Boston Globe: Kendall Square is no longer the area’s only biotech hotspot

Jan 31, 2024

The following is an excerpt from a front page story in The Boston Globe on January 31, 2024.

Many have gravitated to Kendall Square partly because of its celebrated “bump factor,” the ease with which drug developers and financers can run into each other in the dense neighborhood. But that phenomenon has also created a kind of bubble of highly educated scientists and entrepreneurs seemingly removed from the rest of the state and all it has to offer.

“For a long time, when people thought about life sciences, they thought about Cambridge,” said Kendalle Burlin O’Connell, the MassBio chief executive. “Research and development is Cambridge’s sweet spot. But there are capabilities in the Merrimack Valley and in Worcester. Land is cheaper, and you can tap into a whole new workforce.”

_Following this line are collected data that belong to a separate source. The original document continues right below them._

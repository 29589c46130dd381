mod admin;
mod audio;
mod config;
mod prompt;
mod protocol;
mod session;
mod upstream;

use std::sync::Arc;

use anyhow::Result;
use tokio::net::TcpListener;
use tokio::signal;
use tracing::{error, info, warn};
use tracing_subscriber::EnvFilter;

use admin::AdminClient;
use config::Config;

#[tokio::main]
async fn main() -> Result<()> {
    tracing_subscriber::fmt()
        .with_env_filter(
            EnvFilter::try_from_default_env().unwrap_or_else(|_| EnvFilter::new("info")),
        )
        .init();

    let config = match Config::load("config") {
        Ok(config) => config,
        Err(e) => {
            warn!("config load failed ({e}), using defaults");
            Config::default()
        }
    };
    info!(
        ws_path = %config.ws_path,
        default_agent = %config.default_agent,
        agents = ?config.agents.keys().collect::<Vec<_>>(),
        telephony_hz = config.telephony_sample_rate,
        upstream_in_hz = config.upstream_input_sample_rate,
        upstream_out_hz = config.upstream_output_sample_rate,
        input_chunk = config.input_chunk_samples,
        output_chunk = config.output_chunk_samples,
        "configuration loaded"
    );

    let admin = Arc::new(AdminClient::new(&config)?);
    let config = Arc::new(config);

    let listener = TcpListener::bind((config.host.as_str(), config.port)).await?;
    info!(
        "telephony bridge listening on ws://{}:{}{}",
        config.host, config.port, config.ws_path
    );

    loop {
        tokio::select! {
            _ = signal::ctrl_c() => {
                info!("received ctrl-c, shutting down");
                break;
            }
            accepted = listener.accept() => {
                let (stream, peer) = match accepted {
                    Ok(pair) => pair,
                    Err(e) => {
                        error!("accept error: {e}");
                        continue;
                    }
                };
                let config = Arc::clone(&config);
                let admin = Arc::clone(&admin);
                tokio::spawn(async move {
                    if let Err(e) = session::handle_connection(stream, peer, config, admin).await {
                        warn!(%peer, "session ended with error: {e:#}");
                    }
                });
            }
        }
    }

    Ok(())
}
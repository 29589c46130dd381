//! Linear-interpolation sample-rate conversion for PCM16 mono audio.
//!
//! Telephony audio is narrowband speech already band-limited well below the
//! Nyquist rate of every conversion this bridge performs, so plain linear
//! interpolation is sufficient. The function is pure and stateless.

/// Convert `samples` from `from_hz` to `to_hz`.
///
/// Output ordering equals input ordering; output length is
/// `round(len * to_hz / from_hz)`. Equal rates return the input unchanged.
pub fn resample(samples: &[i16], from_hz: u32, to_hz: u32) -> Vec<i16> {
    if from_hz == to_hz || samples.is_empty() {
        return samples.to_vec();
    }

    let ratio = to_hz as f64 / from_hz as f64;
    let out_len = ((samples.len() as f64) * ratio).round() as usize;
    let mut out = Vec::with_capacity(out_len);

    for i in 0..out_len {
        let pos = i as f64 / ratio;
        let idx = pos.floor() as usize;
        if idx + 1 < samples.len() {
            let frac = pos - idx as f64;
            let a = samples[idx] as f64;
            let b = samples[idx + 1] as f64;
            out.push((a + (b - a) * frac).round() as i16);
        } else {
            out.push(samples[samples.len() - 1]);
        }
    }
    out
}

#[cfg(test)]
mod tests {
    use super::*;

    #[test]
    fn equal_rates_is_identity() {
        let samples = vec![5i16, -3, 100, -32768];
        assert_eq!(resample(&samples, 8000, 8000), samples);
    }

    #[test]
    fn empty_input_stays_empty() {
        assert!(resample(&[], 8000, 16000).is_empty());
    }

    #[test]
    fn upsample_doubles_length() {
        let samples = vec![0i16; 160];
        assert_eq!(resample(&samples, 8000, 16000).len(), 320);
    }

    #[test]
    fn downsample_thirds_length() {
        let samples = vec![0i16; 480];
        assert_eq!(resample(&samples, 24000, 8000).len(), 160);
    }

    #[test]
    fn monotonic_ramp_stays_monotonic() {
        let ramp: Vec<i16> = (0..100).map(|i| (i * 100) as i16).collect();
        let up = resample(&ramp, 8000, 16000);
        assert!(up.windows(2).all(|w| w[0] <= w[1]));
        let down = resample(&ramp, 8000, 6000);
        assert!(down.windows(2).all(|w| w[0] <= w[1]));
    }

    #[test]
    fn constant_signal_is_preserved() {
        let samples = vec![1234i16; 240];
        assert!(resample(&samples, 24000, 8000).iter().all(|&s| s == 1234));
        assert!(resample(&samples, 8000, 16000).iter().all(|&s| s == 1234));
    }
}
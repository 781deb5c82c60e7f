//! Per-item metadata record (`items/<id>.json`)

use capsule_core::{CapsuleError, CapsuleResult, ItemId};
use capsule_crypto::ItemSalt;
use chrono::{DateTime, Utc};
use serde::{Deserialize, Serialize};

/// Location and size of one stored chunk unit (`iv || ciphertext`)
#[derive(Debug, Clone, PartialEq, Eq, Serialize, Deserialize)]
pub struct ChunkRef {
    pub index: u64,
    pub path: String,
    /// Unit length in bytes: 12-byte IV plus ciphertext and tag.
    pub len: u64,
}

/// Metadata for one stored item
#[derive(Debug, Clone, PartialEq, Eq, Serialize, Deserialize)]
#[serde(rename_all = "camelCase")]
pub struct VaultItem {
    pub id: ItemId,
    pub name: String,
    #[serde(rename = "type")]
    pub mime_type: String,
    pub size: u64,
    #[serde(with = "iso_millis")]
    pub created_at: DateTime<Utc>,
    pub salt: ItemSalt,
    pub chunks: Vec<ChunkRef>,
}

impl VaultItem {
    pub fn from_bytes(data: &[u8]) -> CapsuleResult<Self> {
        serde_json::from_slice(data)
            .map_err(|e| CapsuleError::Storage(format!("parsing item record: {e}")))
    }

    pub fn to_bytes(&self) -> CapsuleResult<Vec<u8>> {
        serde_json::to_vec_pretty(self)
            .map_err(|e| CapsuleError::Storage(format!("serializing item record {}: {e}", self.id)))
    }

    /// Total bytes of all chunk units.
    pub fn stored_len(&self) -> u64 {
        self.chunks.iter().fold(0u64, |acc, c| acc.saturating_add(c.len))
    }

    /// Buffer reservation for decrypting this item. `size` comes from disk
    /// or an archive header, so it only hints.
    pub(crate) fn plaintext_capacity(&self) -> usize {
        self.size.min(MAX_PREALLOC) as usize
    }

    /// Fails unless `decrypted` bytes match the recorded size.
    pub(crate) fn check_decrypted_len(&self, decrypted: usize) -> CapsuleResult<()> {
        if decrypted as u64 != self.size {
            return Err(CapsuleError::Storage(format!(
                "{}: decrypted {decrypted} bytes, record says {}",
                self.id, self.size
            )));
        }
        Ok(())
    }

    /// `createdAt` as written in the record.
    pub fn created_at_string(&self) -> String {
        iso_millis::format(&self.created_at)
    }
}

/// Key of the metadata record for `id`
pub fn item_path(id: &ItemId) -> String {
    format!("{ITEMS_DIR}{id}.json")
}

/// Key of chunk `index` of `id`
pub fn chunk_path(id: &ItemId, index: u64) -> String {
    format!("{CHUNKS_DIR}{}/{id}-{index}.chunk", id.shard())
}

pub const ITEMS_DIR: &str = "items/";
/// Upper bound on the up-front buffer reservation when decrypting
const MAX_PREALLOC: u64 = 16 * 1024 * 1024;
pub const CHUNKS_DIR: &str = "chunks/";

/// Fixed-width UTC timestamps: `2025-01-31T09:15:02.123Z`.
///
/// Lexicographic order of these strings is chronological order.
mod iso_millis {
    use chrono::{DateTime, SecondsFormat, Utc};
    use serde::{Deserialize, Deserializer, Serializer};

    pub fn format(dt: &DateTime<Utc>) -> String {
        dt.to_rfc3339_opts(SecondsFormat::Millis, true)
    }

    pub fn serialize<S: Serializer>(dt: &DateTime<Utc>, s: S) -> Result<S::Ok, S::Error> {
        s.serialize_str(&format(dt))
    }

    pub fn deserialize<'de, D: Deserializer<'de>>(d: D) -> Result<DateTime<Utc>, D::Error> {
        let text = String::deserialize(d)?;
        DateTime::parse_from_rfc3339(&text)
            .map(|dt| dt.with_timezone(&Utc))
            .map_err(serde::de::Error::custom)
    }
}
//! OpenDAL Operator factory for the vault storage root

use capsule_core::config::{VaultBackend, VaultConfig};
use capsule_core::{CapsuleError, CapsuleResult};
use opendal::Operator;

/// Build the operator for the configured backend.
///
/// `cfg.root` is used as given; callers expand `~` beforehand.
pub fn build_operator(cfg: &VaultConfig) -> CapsuleResult<Operator> {
    match cfg.backend {
        VaultBackend::Fs => fs_operator(&cfg.root.to_string_lossy()),
        VaultBackend::Memory => memory_operator(),
    }
}

/// Filesystem-backed vault rooted at `root` (created on first write).
pub fn fs_operator(root: &str) -> CapsuleResult<Operator> {
    let builder = opendal::services::Fs::default().root(root);
    let op = Operator::new(builder)
        .map_err(|e| CapsuleError::Storage(format!("creating fs operator at {root}: {e}")))?
        .layer(opendal::layers::LoggingLayer::default())
        .finish();
    Ok(op)
}

/// Process-local vault, gone when the operator is dropped.
pub fn memory_operator() -> CapsuleResult<Operator> {
    let op = Operator::new(opendal::services::Memory::default())
        .map_err(|e| CapsuleError::Storage(format!("creating memory operator: {e}")))?
        .layer(opendal::layers::LoggingLayer::default())
        .finish();
    Ok(op)
}
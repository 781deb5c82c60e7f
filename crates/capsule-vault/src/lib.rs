//! capsule-vault: local encrypted-at-rest store, independent of any connection
//!
//! Files are split into fixed-size chunks, each sealed with AES-256-GCM
//! under the item key and written as its own storage unit. A plaintext JSON
//! record per item lists the chunks, the item salt and the file's name,
//! type, size and creation time. The storage root is any OpenDAL operator
//! (local filesystem or in-memory).

pub mod archive;
pub mod operator;
pub mod record;
pub mod store;

pub use archive::{
    export_archive, export_archive_bytes, read_archive, Archive, ArchivedItem, ExportSummary,
    ARCHIVE_MAGIC, ARCHIVE_VERSION,
};
pub use operator::{build_operator, fs_operator, memory_operator};
pub use record::{ChunkRef, VaultItem};
pub use store::VaultStore;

Business leaders and state officials, bemoaning the industry’s geographic concentration, have stepped up efforts to broaden its reach, particularly in niches such as biomanufacturing that require more space and large numbers of production workers.

To help companies understand their options, MassBio has rated 90 communities as BioReady, certifying they’ve made the zoning changes and water and sewer upgrades required to accommodate biotechnology properties.


Outside of Cambridge, meanwhile, local officials greet the arrival of biotechs as a windfall.

“They’re coming into Watertown and finding things might be a little cheaper here,” said City Council president Mark Sideris, who noted that Alexandria Real Estate has plans to build three more life sciences buildings on the Arsenal on the Charles complex. “And there’s some benefits from that.”

If a Watertown company like Mariana Oncology hatches the next breakthrough drug, he said, “that would be a feather in our cap.”

Sideris said Watertown has been able to build two elementary schools, renovate a third, and demolish an old high school, all without an override boosting the limit on property tax increases, thanks to tax revenue generated by biotechs and other new companies.

“All of this growth has helped us to do that,” he said.